2024年あけましておめでとうございます。
新NISAが始まり注目度も増すなか、ビットコインマイニング企業に着目される方も多いと思います。
今回は、数あるマイニング企業の中でも、高い計算力を誇ったコア・サイエンティフィック社がなぜ2022年12月下旬に破産申請したのかをまとめます。
コア・サイエンティフィック社とは
破産前の概要
Core Scientificは、ブロックチェーンと人工知能のホスティング、トランザクション処理、アプリ開発を提供する企業です。シアトルに本拠を置くこの会社は、2017年にDarin FeinsteinとMike Levittによって設立され、総額で1億1500万ドル以上の資金を調達しました。元マイクロソフト幹部のKevin Turnerが2018年にCEOとして就任し、100%カーボンニュートラルを目指す会社のミッションを率いましたが、2021年5月19日に退任しました。2021年4月28日には、ブロックチェーンマイニング機器メーカーのBitmain Technologies Limitedとの長期パートナーシップを発表し、BitmainのS19マイニングユニットを18万8000台以上購入する合意をしました。https://golden.com/wiki/Core_Scientific-YXMYZGB
ビットコインのマイニング能力
ハッシュレートは、ビットコインマイニングで重要な指標です。これは、マイニング装置が1秒間に行うハッシュ計算の数を表します。ハッシュとは、データを一定の長さの文字列に変換する計算のことで、ビットコインなどのブロックチェーン技術で使われます。ハッシュレートが高いほど、そのマイニング装置やネットワークはより多くの計算を速く行えるため、新しいブロックを見つけやすくなります。つまり、ハッシュレートが高い企業ほど、ビットコインの採掘が効率的に行えます。

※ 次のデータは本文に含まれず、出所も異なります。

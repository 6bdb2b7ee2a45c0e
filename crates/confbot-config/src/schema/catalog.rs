use std::path::PathBuf;

use serde::{Deserialize, Serialize};

/// Location of the conference program loaded at startup.
#[derive(Debug, Clone, Serialize, Deserialize)]
#[serde(default)]
pub struct CatalogConfig {
    pub path: PathBuf,
}

impl Default for CatalogConfig {
    fn default() -> Self {
        Self {
            path: PathBuf::from("sessions.json"),
        }
    }
}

破産申請する前の月、2022年11月の各マイニング企業のハッシュレートを以下に示します。コア・サイエンティフィック(ここでは$CORZ)は、10 EH/sを超え堂々の首位でした。
これほど計算力が高くビットコインを採掘していたコア・サイエンティフィック社はなぜ破産申請したのでしょうか?
株価の推移
NASDAQ上場から株価は以下のような推移です。
なぜコア・サイエンティフィック社は破産したのか?
多くの従業員が働いている中で、破産にまで至ってしまうということは多くの複合的な理由があると思われますが、ここではコア・サイエンティフィック社が起こしたいくつかの誤算について解説します。
- 電気料金の高騰により、ビットコイン採掘にかかるコストが増加した。
- ビットコインの価格低迷
- マイニング施設拡張のために借りてきた借金を上記理由により返すのが困難になった。
上記2つについては、イメージしやすいと思います。電気料金の高騰は仕入れ価格の高騰を意味します。その一方で採掘できるビットコインの価格が低迷しているのですから、儲からないのは当然です。
3つ目については、ビットコイン特有の問題なので詳しく解説します。マイニング企業のビットコイン採掘能力、つまり計算力を示す指標にハッシュレートというものがあります。各企業で計算力を上げるためには、より高性能なマイニング機器を購入して揃える必要があります。以下のようなマイニング機器は一台約5000ドルしますが、これを7000台揃えても1.4 EH/sの増加にしかつながりません。ただ、このような設備の拡張には年単位の時間がかかるため、他の企業に借金をしながらも拡張を進めるのです。
以下の表のように、高値圏だった2021年にも売却せずに所有していたビットコインを暴落した2022年に大半を売却しています。本来ならより高値で売却したかったビットコインを、借金の返済のため底値で売ってしまうほど、財政的には余裕のない状況であることを示しています。そしてそれでも最終的には破産申請を行いました。
今後への知見
コア・サイエンティフィック社の破産事象を考えると、マイニング企業にとっては、①ビットコインの保有戦略が賢明であること。②設備拡張が計画的であること。が重要だと考えられます。(適切なタイミングでビットコインを売却して利益を確保しつつ、現実的な設備拡張を進めれば破産しないのではないか?と思いますよね。)今後は、他マイニング企業の戦略についてまとめていきたいと思います。